Once imported, these modules can be registered with the framework (using a ‘register’ function), and are then available from the standard factory functions.
Usage
In a Python unittest module, you should import the exsim module, and create an instance of the API class.
You can then load any additional (third-party) plugins before configuring and creating a server instance. The server instance is created by forking the calling process, so any Python setup or environment variables, etc, that exist are inherited by the service. All subsequent interaction with the service uses IPC.
Design
Run a basic event loop.
Listen on one-or-more TCP sockets, and accept connections.
Decode messages according to protocol module configured for that session.
Dispatch messages via central dispatcher.
Support for automatic test-requests/heartbeats.
Messages can be queued for explicit handling in managed mode.
Policy modules can be loaded for automatic message handling.
Basic matching engine will manage books, publish data, and match orders.
Classes
- Endpoint
A listening socket, attached to a matching engine, and configured with a protocol to encode and decode received messages.
- Session
A socket connection, initiated by a client application. Sessions are created by Endpoints, and inherit their Endpoint’s Protocol and Engine.
- Protocol
An encoder and decoder that converts messages in a trading protocol (like, FIX or OUCH) into Python dictionaries that are passed to the matching engine for action.
The protocol can optionally handle some of the “mechanics” of the communication: sequence numbers, heartbeats, etc. But actual trading messages are simply translated and handed off to the engine.
Management Protocol
- create_engine name class
Create a matching engine of the specified class.
- delete_engine name
Delete a matching engine.
- set_engine_property engine_name property_name value
Configure the engine.
- create_endpoint name engine protocol
Create a listening protocol endpoint, using a specified protocol, and attach it to the specified engine.
- delete_endpoint name
Delete a listening endpoint.
- set_protocol_property endpoint_name property_name value
Configure the protocol module.
- create_book name engine symbol
Create a book within a matching for trading of the specified instrument.
- delete_book name engine
Delete a book from an engine.
- create_quote quote_id engine book_name
Create a (market maker) quote
- set_quote_property quote_id name value
Configure a quote
- submit_quote quote_id
Post a quote
- delete_quote quote_id
Remove a quote.
- create_order order_id book_name
Create an order
- set_order_property order_id name value
Configure an order
- submit_order order_id
Post an order.
- delete_order order_id
Manage an order.
- match_orders book_name order_a order_b
Match two orders.
The service starts with a control port listening for the management protocol on a specified port. The client API can connect to this control port, and sends RPCs to the server.

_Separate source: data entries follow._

//! Frame simulation module
//!
//! All gameplay logic lives here. This module stays free of rendering and
//! platform dependencies:
//! - Time comes in as `now` seconds from the host clock
//! - Seeded RNG only
//! - Stable iteration order (insertion order of entities)

pub mod collision;
pub mod level;
pub mod particles;
pub mod state;
pub mod tick;

pub use collision::{Aabb, CollisionReport, resolve_targets};
pub use level::{Badge, LEVEL_COUNT, LEVELS, LevelConfig, LevelOutcome, config_for, start_level};
pub use particles::{EffectKind, Particle, ParticleEffect, StarburstStyle, update_effects};
pub use state::{
    BackgroundCursor, GameEvent, GameOverReason, GamePhase, GameState, Projectile, Target, Vehicle,
};
pub use tick::{Command, FrameInput, FrameStatus, advance};
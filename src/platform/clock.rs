//! Monotonic time sources

use std::time::Instant;

/// Monotonic time source in seconds
pub trait Clock {
    /// Current time in seconds. Never decreases between calls.
    fn now(&mut self) -> f64;
}

/// Wall-clock time measured from construction
#[derive(Debug, Clone)]
pub struct MonotonicClock {
    origin: Instant,
}

impl Default for MonotonicClock {
    fn default() -> Self {
        Self::new()
    }
}

impl MonotonicClock {
    pub fn new() -> Self {
        Self {
            origin: Instant::now(),
        }
    }
}

impl Clock for MonotonicClock {
    fn now(&mut self) -> f64 {
        self.origin.elapsed().as_secs_f64()
    }
}

/// Simulated clock for headless runs: every read advances time by one step
#[derive(Debug, Clone)]
pub struct FixedStepClock {
    time: f64,
    step: f64,
}

impl FixedStepClock {
    /// Clock starting at `start` that advances `step` seconds per read
    pub fn new(start: f64, step: f64) -> Self {
        Self {
            time: start,
            step: step.max(0.0),
        }
    }

    /// Clock ticking at `fps` frames per second, starting at zero
    pub fn at_fps(fps: f32) -> Self {
        Self::new(0.0, 1.0 / f64::from(fps.max(1.0)))
    }

    /// Time the next read will return, without advancing
    pub fn peek(&self) -> f64 {
        self.time
    }
}

impl Clock for FixedStepClock {
    fn now(&mut self) -> f64 {
        let now = self.time;
        self.time += self.step;
        now
    }
}
//! Level configuration and progression rules

use std::f32::consts::TAU;

use glam::Vec2;
use rand::Rng;
use serde::{Deserialize, Serialize};

use super::particles::{ParticleEffect, StarburstStyle};
use super::state::{GamePhase, GameState, Target};
use crate::tuning::Tuning;

/// Badge sprite shown on a level's targets
#[derive(Debug, Clone, Copy, PartialEq, Eq, Hash, Serialize, Deserialize)]
pub enum Badge {
    Go,
    Docker,
    Java,
}

/// Static per-level parameters
#[derive(Debug, Clone, Copy, PartialEq, Eq)]
pub struct LevelConfig {
    pub ammo: u32,
    pub targets: u32,
    pub badge: Badge,
    pub title: &'static str,
}

impl LevelConfig {
    /// Headline shown when the level is cleared
    pub fn completion_banner(&self, level: u32) -> String {
        if self.title.is_empty() {
            format!("Level {level} Completed!")
        } else {
            format!("{} Achieved!", self.title)
        }
    }
}

pub const LEVEL_COUNT: u32 = 3;

pub const LEVELS: [LevelConfig; LEVEL_COUNT as usize] = [
    LevelConfig {
        ammo: 5,
        targets: 5,
        badge: Badge::Go,
        title: "GO Developer",
    },
    LevelConfig {
        ammo: 10,
        targets: 10,
        badge: Badge::Docker,
        title: "Docker Expert",
    },
    LevelConfig {
        ammo: 15,
        targets: 15,
        badge: Badge::Java,
        title: "Kubernetes Architect",
    },
];

/// Configuration for a 1-based level (out-of-range levels clamp)
pub fn config_for(level: u32) -> &'static LevelConfig {
    let index = level.clamp(1, LEVEL_COUNT) - 1;
    &LEVELS[index as usize]
}

/// Integer spawn range along one axis, keeping `margin` from both edges
fn spawn_range(extent: f32, margin: f32) -> (i32, i32) {
    let lo = margin.ceil() as i32;
    let hi = (extent - margin).floor() as i32;
    if hi < lo {
        let mid = (extent / 2.0) as i32;
        (mid, mid)
    } else {
        (lo, hi)
    }
}

/// Scatter a level's targets at random integer positions with random headings
pub fn spawn_targets<R: Rng>(rng: &mut R, config: &LevelConfig, tuning: &Tuning) -> Vec<Target> {
    let (x_lo, x_hi) = spawn_range(tuning.arena_width, tuning.spawn_margin);
    let (y_lo, y_hi) = spawn_range(tuning.arena_height, tuning.spawn_margin);

    (0..config.targets)
        .map(|_| {
            let pos = Vec2::new(
                rng.random_range(x_lo..=x_hi) as f32,
                rng.random_range(y_lo..=y_hi) as f32,
            );
            let direction: f32 = rng.random_range(0.0..TAU);
            Target::new(pos, direction, tuning.target_speed, config.badge)
        })
        .collect()
}

/// Seed ammo and targets for the current level and enter `Playing`
pub fn start_level(state: &mut GameState, now: f64) {
    let config = config_for(state.level);
    state.ammo = config.ammo;
    state.targets = spawn_targets(&mut state.rng, config, &state.tuning);
    state.projectiles.clear();

    let banner = ParticleEffect::starburst(
        &mut state.rng,
        format!("Level {} Starting!", state.level),
        state.tuning.arena_center(),
        now,
        StarburstStyle::default(),
    );
    state.effects.clear();
    state.effects.push(banner);

    log::info!(
        "Level {} ({}) seeded: {} bullets, {} targets",
        state.level,
        config.title,
        config.ammo,
        config.targets
    );
    state.set_phase(GamePhase::Playing);
}

/// Win/lose verdict for the current frame
#[derive(Debug, Clone, Copy, PartialEq, Eq)]
pub enum LevelOutcome {
    InProgress,
    /// Every target destroyed
    Cleared,
    /// No bullets left or in flight while targets remain
    OutOfAmmo,
}

pub fn evaluate(state: &GameState) -> LevelOutcome {
    if state.targets.is_empty() {
        LevelOutcome::Cleared
    } else if state.ammo == 0 && state.projectiles.is_empty() {
        LevelOutcome::OutOfAmmo
    } else {
        LevelOutcome::InProgress
    }
}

There are no asynchronous events from the server: the client can poll for queued events. This simplifies the integration of the client API with testing frameworks.

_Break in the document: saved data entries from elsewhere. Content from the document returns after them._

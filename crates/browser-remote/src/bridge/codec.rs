//! Framed codec for native peer communication.
//!
//! Uses LengthDelimitedCodec for framing (4-byte length in host byte order)
//! + serde_json for serialization. Works over any AsyncRead/AsyncWrite
//! (stdio, pipes, in-memory duplex streams).

use std::io;
use std::marker::PhantomData;
use std::sync::OnceLock;

use serde::{Serialize, de::DeserializeOwned};
use tokio_util::bytes::{Bytes, BytesMut};
use tokio_util::codec::{Decoder, Encoder, LengthDelimitedCodec};

/// Frames above this size are still read but flagged as likely undecodable.
pub const DEFAULT_SOFT_FRAME_LIMIT: usize = 8 * 1024;

/// Frames above this size are a transport error.
pub const DEFAULT_MAX_FRAME_LENGTH: usize = 64 * 1024 * 1024;

const LENGTH_FIELD_LEN: usize = 4;

/// Byte order of the frame length prefix.
#[derive(Debug, Clone, Copy, PartialEq, Eq)]
pub enum ByteOrder {
    Little,
    Big,
}

impl ByteOrder {
    /// Host byte order, probed once per process.
    pub fn native() -> Self {
        static NATIVE: OnceLock<ByteOrder> = OnceLock::new();
        *NATIVE.get_or_init(|| {
            if 1u16.to_ne_bytes()[0] == 1 {
                ByteOrder::Little
            } else {
                ByteOrder::Big
            }
        })
    }

    fn read_u32(self, bytes: [u8; LENGTH_FIELD_LEN]) -> u32 {
        match self {
            ByteOrder::Little => u32::from_le_bytes(bytes),
            ByteOrder::Big => u32::from_be_bytes(bytes),
        }
    }
}

impl std::fmt::Display for ByteOrder {
    fn fmt(&self, f: &mut std::fmt::Formatter<'_>) -> std::fmt::Result {
        match self {
            ByteOrder::Little => f.write_str("little-endian"),
            ByteOrder::Big => f.write_str("big-endian"),
        }
    }
}

/// One frame read off the wire.
///
/// JSON errors stay inside the frame so a bad payload never ends the stream.
#[derive(Debug)]
pub struct DecodedFrame<T> {
    /// Declared payload length.
    pub len: usize,
    /// Declared length exceeded the soft limit.
    pub oversized: bool,
    pub message: Result<T, serde_json::Error>,
}

/// Codec that frames messages with a length prefix and serializes with JSON.
///
/// Wraps LengthDelimitedCodec and adds serde_json serialization plus the
/// oversized-frame warning.
pub struct JsonCodec<T> {
    inner: LengthDelimitedCodec,
    byte_order: ByteOrder,
    soft_limit: usize,
    // Set once the length prefix of the current frame has been inspected;
    // the inner codec consumes the prefix as soon as it is buffered.
    in_frame: bool,
    current_oversized: bool,
    _phantom: PhantomData<T>,
}

impl<T> Default for JsonCodec<T> {
    fn default() -> Self {
        Self::new()
    }
}

impl<T> JsonCodec<T> {
    pub fn new() -> Self {
        Self::with_byte_order(ByteOrder::native())
    }

    pub fn with_byte_order(byte_order: ByteOrder) -> Self {
        Self::with_limits(byte_order, DEFAULT_SOFT_FRAME_LIMIT, DEFAULT_MAX_FRAME_LENGTH)
    }

    pub fn with_limits(byte_order: ByteOrder, soft_limit: usize, max_frame_length: usize) -> Self {
        let mut builder = LengthDelimitedCodec::builder();
        builder
            .length_field_length(LENGTH_FIELD_LEN)
            .max_frame_length(max_frame_length);
        match byte_order {
            ByteOrder::Little => builder.little_endian(),
            ByteOrder::Big => builder.big_endian(),
        };

        Self {
            inner: builder.new_codec(),
            byte_order,
            soft_limit,
            in_frame: false,
            current_oversized: false,
            _phantom: PhantomData,
        }
    }

    pub fn byte_order(&self) -> ByteOrder {
        self.byte_order
    }

    fn inspect_length_prefix(&mut self, src: &BytesMut) {
        if self.in_frame || src.len() < LENGTH_FIELD_LEN {
            return;
        }
        let mut prefix = [0u8; LENGTH_FIELD_LEN];
        prefix.copy_from_slice(&src[..LENGTH_FIELD_LEN]);
        let declared = self.byte_order.read_u32(prefix) as usize;

        tracing::trace!(frame_len = declared, "Frame header read");
        self.in_frame = true;
        self.current_oversized = declared > self.soft_limit;
        if self.current_oversized {
            tracing::warn!(
                frame_len = declared,
                soft_limit = self.soft_limit,
                "Frame exceeds buffer size and is unlikely to decode"
            );
        }
    }
}

impl<T: DeserializeOwned> Decoder for JsonCodec<T> {
    type Item = DecodedFrame<T>;
    type Error = io::Error;

    fn decode(&mut self, src: &mut BytesMut) -> Result<Option<Self::Item>, Self::Error> {
        self.inspect_length_prefix(src);

        match self.inner.decode(src)? {
            Some(bytes) => {
                let oversized = self.current_oversized;
                self.in_frame = false;
                self.current_oversized = false;
                Ok(Some(DecodedFrame {
                    len: bytes.len(),
                    oversized,
                    message: serde_json::from_slice(&bytes),
                }))
            }
            None => Ok(None),
        }
    }

    fn decode_eof(&mut self, src: &mut BytesMut) -> Result<Option<Self::Item>, Self::Error> {
        if let Some(frame) = self.decode(src)? {
            return Ok(Some(frame));
        }
        // The inner codec drops the length prefix once it is buffered, so an
        // empty buffer alone does not mean we stopped between frames.
        if self.in_frame || !src.is_empty() {
            self.in_frame = false;
            self.current_oversized = false;
            return Err(io::Error::new(
                io::ErrorKind::UnexpectedEof,
                "native stream closed mid-frame",
            ));
        }
        Ok(None)
    }
}

impl<T: Serialize> Encoder<T> for JsonCodec<T> {
    type Error = io::Error;

    fn encode(&mut self, item: T, dst: &mut BytesMut) -> Result<(), Self::Error> {
        let json =
            serde_json::to_vec(&item).map_err(|e| io::Error::new(io::ErrorKind::InvalidData, e))?;
        let json_len = json.len();
        tracing::trace!(json_size_bytes = json_len, "Encoding frame");
        if json_len > self.soft_limit {
            tracing::debug!(
                json_size_bytes = json_len,
                soft_limit = self.soft_limit,
                "Large frame being encoded"
            );
        }
        self.inner.encode(Bytes::from(json), dst)
    }
}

In managed mode, there is no configuration of the server other than via the client API. This ensures that test case code represents the complete description of the required environment.
Roadmap
M1
- Basic FIX 4.x protocol module
Single orders only
Drop copy
Market data
- Basic simulation matching engine
Price-time matching
Orders only (no quoting, etc)
- Instrument types:
Standard
Auto-fill
Auto-partial
Auto-reject
Auto-cancel
Partial-then-cancel
- Activity levels
None (client application trading only)
Slow
Fast
- Read configuration from file
Basically a script of the same operations as possible via the (future) management protocol
M2
- Management protocol
REST? WSS?
Logon authentication
Read and queue data for collection
Timeouts
Heartbeats
- Client-side API for Python
- Use requests module?
Completely synchronous RPC-style.
Optionally, spawn simulator process in background
Examples using unittest & pytest
Backlog
- Support acquiring instruments and pricing data from an external source.
Stream FIX (?) market data
Figure out how best to allow trading against those quotes/orders.

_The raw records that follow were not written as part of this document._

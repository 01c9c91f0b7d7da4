//! Correlation registry - routes native responses back to waiting requests.
//!
//! Each in-flight request owns a [`PendingResponse`]: a one-shot slot keyed by a
//! fresh [`CorrelationId`]. The inbound dispatcher fulfils the slot at most once;
//! dropping the `PendingResponse` removes the entry, so every exit path (answer,
//! timeout, error, client disconnect) leaves the registry clean.

use std::future::Future;
use std::sync::Arc;

use dashmap::DashMap;
use dashmap::mapref::entry::Entry;
use tokio::sync::oneshot;

use crate::bridge::MessageHandler;
use crate::bridge::protocol::{CorrelationId, MessageFromNative};

#[derive(Debug, thiserror::Error)]
pub enum RegistryError {
    #[error("correlation id {0} is already registered")]
    Duplicate(CorrelationId),
}

/// Concurrent map from correlation id to response slot.
///
/// The slot is `None` once fulfilled; the entry itself stays until the waiter
/// forgets it.
pub struct CorrelationRegistry {
    slots: DashMap<CorrelationId, Option<oneshot::Sender<MessageFromNative>>>,
}

impl CorrelationRegistry {
    pub fn new() -> Arc<Self> {
        Arc::new(Self {
            slots: DashMap::new(),
        })
    }

    /// Create a response slot under `id`.
    pub fn register(self: &Arc<Self>, id: CorrelationId) -> Result<PendingResponse, RegistryError> {
        match self.slots.entry(id) {
            Entry::Occupied(_) => Err(RegistryError::Duplicate(id)),
            Entry::Vacant(vacant) => {
                let (tx, rx) = oneshot::channel();
                vacant.insert(Some(tx));
                tracing::trace!(%id, "Registered pending response");
                Ok(PendingResponse {
                    id,
                    rx,
                    registry: Arc::clone(self),
                })
            }
        }
    }

    /// Mint a fresh id and register it.
    pub fn register_new(self: &Arc<Self>) -> PendingResponse {
        loop {
            match self.register(CorrelationId::new()) {
                Ok(pending) => return pending,
                Err(e) => tracing::warn!(error = %e, "Correlation id collision, retrying"),
            }
        }
    }

    /// Hand `message` to the slot named by its id.
    ///
    /// Returns whether a waiter received it. Unknown, expired, already
    /// fulfilled and empty ids are dropped.
    pub fn deliver(&self, message: MessageFromNative) -> bool {
        let Some(raw_id) = message.correlation_id() else {
            tracing::trace!(status = %message.status, "Ignoring uncorrelated message");
            return false;
        };
        let Ok(id) = CorrelationId::parse(raw_id) else {
            tracing::trace!(id = %raw_id, "Ignoring message with unknown id");
            return false;
        };

        let sender = self.slots.get_mut(&id).and_then(|mut slot| slot.take());
        match sender {
            Some(tx) => {
                tracing::trace!(%id, "Message received from native peer for id");
                if tx.send(message).is_err() {
                    tracing::trace!(%id, "Waiter gave up before delivery");
                    return false;
                }
                true
            }
            None => {
                tracing::trace!(%id, "No pending request for id, dropping message");
                false
            }
        }
    }

    /// Remove the entry for `id`, fulfilled or not.
    pub fn forget(&self, id: &CorrelationId) -> bool {
        self.slots.remove(id).is_some()
    }

    pub fn contains(&self, id: &CorrelationId) -> bool {
        self.slots.contains_key(id)
    }

    pub fn len(&self) -> usize {
        self.slots.len()
    }

    pub fn is_empty(&self) -> bool {
        self.slots.is_empty()
    }
}

impl MessageHandler<MessageFromNative> for CorrelationRegistry {
    fn handle_message(&self, message: MessageFromNative) {
        self.deliver(message);
    }
}

/// How a wait on a pending response ended.
#[derive(Debug)]
pub enum WaitOutcome {
    Responded(MessageFromNative),
    TimedOut,
    /// The slot was removed from under the waiter; no answer can arrive.
    Abandoned,
}

/// A registered response slot. Forgets its entry on drop.
pub struct PendingResponse {
    id: CorrelationId,
    rx: oneshot::Receiver<MessageFromNative>,
    registry: Arc<CorrelationRegistry>,
}

impl PendingResponse {
    pub fn id(&self) -> CorrelationId {
        self.id
    }

    /// Race the response slot against `deadline`.
    pub async fn wait<F>(&mut self, deadline: F) -> WaitOutcome
    where
        F: Future<Output = ()>,
    {
        tokio::select! {
            biased;

            response = &mut self.rx => match response {
                Ok(message) => WaitOutcome::Responded(message),
                Err(_) => WaitOutcome::Abandoned,
            },
            _ = deadline => WaitOutcome::TimedOut,
        }
    }
}

impl Drop for PendingResponse {
    fn drop(&mut self) {
        if self.registry.forget(&self.id) {
            tracing::trace!(id = %self.id, "Forgot pending response");
        }
    }
}
//! Tracing setup. Stdout carries native messaging frames, so logs never go there.

use std::fs::OpenOptions;
use std::path::Path;
use std::sync::Mutex;

use tracing_subscriber::fmt::writer::BoxMakeWriter;
use tracing_subscriber::{EnvFilter, fmt, prelude::*};

/// Filter from `RUST_LOG`, else `BROWSER_REMOTE_LOG` as a level for our crates.
fn env_filter() -> EnvFilter {
    if std::env::var("RUST_LOG").is_ok() {
        return EnvFilter::from_default_env();
    }

    let level = match std::env::var("BROWSER_REMOTE_LOG").as_deref() {
        Ok("trace") => "trace",
        Ok("debug") => "debug",
        Ok("warn") | Ok("warning") => "warn",
        Ok("error") => "error",
        _ => "info",
    };
    EnvFilter::new(format!(
        "browser_remote={level},browser_remote_host={level}"
    ))
}

pub fn init_tracing(log_file: &Path, to_stderr: bool) -> anyhow::Result<()> {
    let (writer, ansi) = if to_stderr {
        (BoxMakeWriter::new(std::io::stderr), true)
    } else {
        let file = OpenOptions::new()
            .create(true)
            .append(true)
            .open(log_file)?;
        (BoxMakeWriter::new(Mutex::new(file)), false)
    };

    let use_json = std::env::var("LOG_FORMAT").as_deref() == Ok("json");

    if use_json {
        let subscriber = tracing_subscriber::registry()
            .with(env_filter())
            .with(fmt::layer().json().with_writer(writer));
        let _ = subscriber.try_init();
    } else {
        let subscriber = tracing_subscriber::registry()
            .with(env_filter())
            .with(fmt::layer().with_ansi(ansi).with_writer(writer));
        let _ = subscriber.try_init();
    }
    Ok(())
}
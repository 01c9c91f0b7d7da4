//! Transport layer for browser-remote.
//!
//! Currently provides HTTP transport via axum.

pub mod http;

pub use http::{ServerConfig, serve, serve_on};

Add ITCH/OUCH (with SOUP TCP) support to ensure the abstraction isn’t too FIX-specific
Add support for an RFQ workflow / matching engine.
License
exsim is licensed under the GNU Public License.
While this is not legal advice, in short this means you’re free to use this code at no cost. You may also change it and run the modifified version, or integrate it with other code, but if you do you must not distribute the changed code or a system that integrates this software unless it is also made available under the GPL license.
Contributing
Comments, suggestions, bug reports, bug fixes – all contributions to this project are welcomed. See the project’s GitHub page for access to the latest source code, and please open an issue for comments, suggestions, and bugs.